═════ SUPPLIED RECORDS
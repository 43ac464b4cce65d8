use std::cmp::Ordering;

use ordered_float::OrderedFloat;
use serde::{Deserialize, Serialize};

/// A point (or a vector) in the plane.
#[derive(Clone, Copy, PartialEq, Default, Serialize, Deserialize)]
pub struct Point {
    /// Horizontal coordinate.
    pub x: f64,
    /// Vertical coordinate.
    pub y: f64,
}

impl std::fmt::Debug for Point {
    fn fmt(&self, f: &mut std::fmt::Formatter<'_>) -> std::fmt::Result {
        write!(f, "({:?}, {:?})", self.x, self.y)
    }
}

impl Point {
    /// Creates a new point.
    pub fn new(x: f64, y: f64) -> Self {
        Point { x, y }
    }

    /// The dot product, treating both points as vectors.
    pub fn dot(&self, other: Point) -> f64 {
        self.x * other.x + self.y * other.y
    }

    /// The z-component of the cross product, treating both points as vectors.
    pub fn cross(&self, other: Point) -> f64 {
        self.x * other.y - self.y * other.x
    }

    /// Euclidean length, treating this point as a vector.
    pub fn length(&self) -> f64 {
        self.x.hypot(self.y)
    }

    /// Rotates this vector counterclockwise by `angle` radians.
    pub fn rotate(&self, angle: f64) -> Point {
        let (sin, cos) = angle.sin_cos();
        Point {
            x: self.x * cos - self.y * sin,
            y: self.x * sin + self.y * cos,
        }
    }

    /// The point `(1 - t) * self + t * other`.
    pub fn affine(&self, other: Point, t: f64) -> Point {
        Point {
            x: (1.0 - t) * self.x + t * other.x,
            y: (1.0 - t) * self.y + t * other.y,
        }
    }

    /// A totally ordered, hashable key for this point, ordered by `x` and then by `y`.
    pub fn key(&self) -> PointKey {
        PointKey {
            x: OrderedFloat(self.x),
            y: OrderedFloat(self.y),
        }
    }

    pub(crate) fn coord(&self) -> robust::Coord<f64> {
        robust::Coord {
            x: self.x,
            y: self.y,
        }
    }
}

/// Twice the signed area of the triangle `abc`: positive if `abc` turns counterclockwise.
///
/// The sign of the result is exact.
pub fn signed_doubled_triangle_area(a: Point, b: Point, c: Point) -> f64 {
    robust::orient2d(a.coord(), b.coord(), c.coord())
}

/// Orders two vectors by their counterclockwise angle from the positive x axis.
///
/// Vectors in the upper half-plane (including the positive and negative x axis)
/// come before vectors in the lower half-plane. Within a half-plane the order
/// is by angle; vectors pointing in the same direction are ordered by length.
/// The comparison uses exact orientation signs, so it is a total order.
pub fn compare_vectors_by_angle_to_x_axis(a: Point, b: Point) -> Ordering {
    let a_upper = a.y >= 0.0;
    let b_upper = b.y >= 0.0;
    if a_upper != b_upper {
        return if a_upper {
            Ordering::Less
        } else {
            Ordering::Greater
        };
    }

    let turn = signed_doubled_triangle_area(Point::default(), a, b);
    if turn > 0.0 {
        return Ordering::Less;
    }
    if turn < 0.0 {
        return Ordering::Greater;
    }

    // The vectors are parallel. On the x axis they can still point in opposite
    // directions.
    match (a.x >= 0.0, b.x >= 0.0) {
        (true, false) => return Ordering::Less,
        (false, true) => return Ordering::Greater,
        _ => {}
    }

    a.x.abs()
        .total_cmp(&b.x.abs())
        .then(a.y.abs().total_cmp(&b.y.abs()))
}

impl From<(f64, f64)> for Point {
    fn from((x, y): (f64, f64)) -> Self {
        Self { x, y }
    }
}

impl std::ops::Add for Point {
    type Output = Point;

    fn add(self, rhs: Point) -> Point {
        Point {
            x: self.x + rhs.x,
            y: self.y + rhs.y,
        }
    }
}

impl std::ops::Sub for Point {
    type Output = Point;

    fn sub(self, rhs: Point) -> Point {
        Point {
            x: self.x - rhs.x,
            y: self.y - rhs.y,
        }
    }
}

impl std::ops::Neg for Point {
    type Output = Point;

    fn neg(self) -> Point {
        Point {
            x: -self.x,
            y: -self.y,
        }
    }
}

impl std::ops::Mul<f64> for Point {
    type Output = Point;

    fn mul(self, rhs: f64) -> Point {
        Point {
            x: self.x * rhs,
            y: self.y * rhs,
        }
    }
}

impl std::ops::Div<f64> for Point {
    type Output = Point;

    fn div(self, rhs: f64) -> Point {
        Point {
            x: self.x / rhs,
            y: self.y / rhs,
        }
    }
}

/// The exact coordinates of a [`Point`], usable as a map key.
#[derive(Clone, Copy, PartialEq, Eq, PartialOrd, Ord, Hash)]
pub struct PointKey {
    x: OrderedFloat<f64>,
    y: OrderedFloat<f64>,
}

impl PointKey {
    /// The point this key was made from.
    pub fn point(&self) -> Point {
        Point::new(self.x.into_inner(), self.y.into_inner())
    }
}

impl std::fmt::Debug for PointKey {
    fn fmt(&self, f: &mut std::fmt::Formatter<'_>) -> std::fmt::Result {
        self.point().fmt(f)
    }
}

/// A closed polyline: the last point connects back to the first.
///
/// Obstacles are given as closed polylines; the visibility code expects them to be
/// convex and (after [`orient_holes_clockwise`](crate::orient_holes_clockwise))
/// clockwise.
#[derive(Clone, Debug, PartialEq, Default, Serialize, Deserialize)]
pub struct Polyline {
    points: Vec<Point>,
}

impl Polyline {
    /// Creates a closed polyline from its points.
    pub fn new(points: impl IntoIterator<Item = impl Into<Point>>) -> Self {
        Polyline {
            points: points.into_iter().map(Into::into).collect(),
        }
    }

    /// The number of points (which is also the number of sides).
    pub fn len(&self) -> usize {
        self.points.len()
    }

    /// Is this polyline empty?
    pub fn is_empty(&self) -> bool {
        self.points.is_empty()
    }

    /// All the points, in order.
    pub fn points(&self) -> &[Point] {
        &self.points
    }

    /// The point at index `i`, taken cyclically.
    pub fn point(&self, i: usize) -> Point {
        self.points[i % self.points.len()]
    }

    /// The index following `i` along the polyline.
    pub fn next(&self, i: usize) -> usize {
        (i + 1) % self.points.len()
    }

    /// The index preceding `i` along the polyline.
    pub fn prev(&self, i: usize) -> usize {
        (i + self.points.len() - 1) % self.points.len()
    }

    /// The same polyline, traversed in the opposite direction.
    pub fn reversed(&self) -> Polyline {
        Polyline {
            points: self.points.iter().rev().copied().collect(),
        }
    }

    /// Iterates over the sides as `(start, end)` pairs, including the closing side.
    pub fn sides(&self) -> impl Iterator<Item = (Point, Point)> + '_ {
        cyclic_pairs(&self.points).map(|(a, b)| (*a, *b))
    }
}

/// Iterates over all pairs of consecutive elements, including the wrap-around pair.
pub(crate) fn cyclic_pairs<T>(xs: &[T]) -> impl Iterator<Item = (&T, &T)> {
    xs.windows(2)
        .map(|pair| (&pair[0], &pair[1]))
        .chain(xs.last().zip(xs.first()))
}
══════════
Extract every line above that contains the word "return".

        return if a_upper {
        return Ordering::Less;
        return Ordering::Greater;
        (true, false) => return Ordering::Less,
        (false, true) => return Ordering::Greater,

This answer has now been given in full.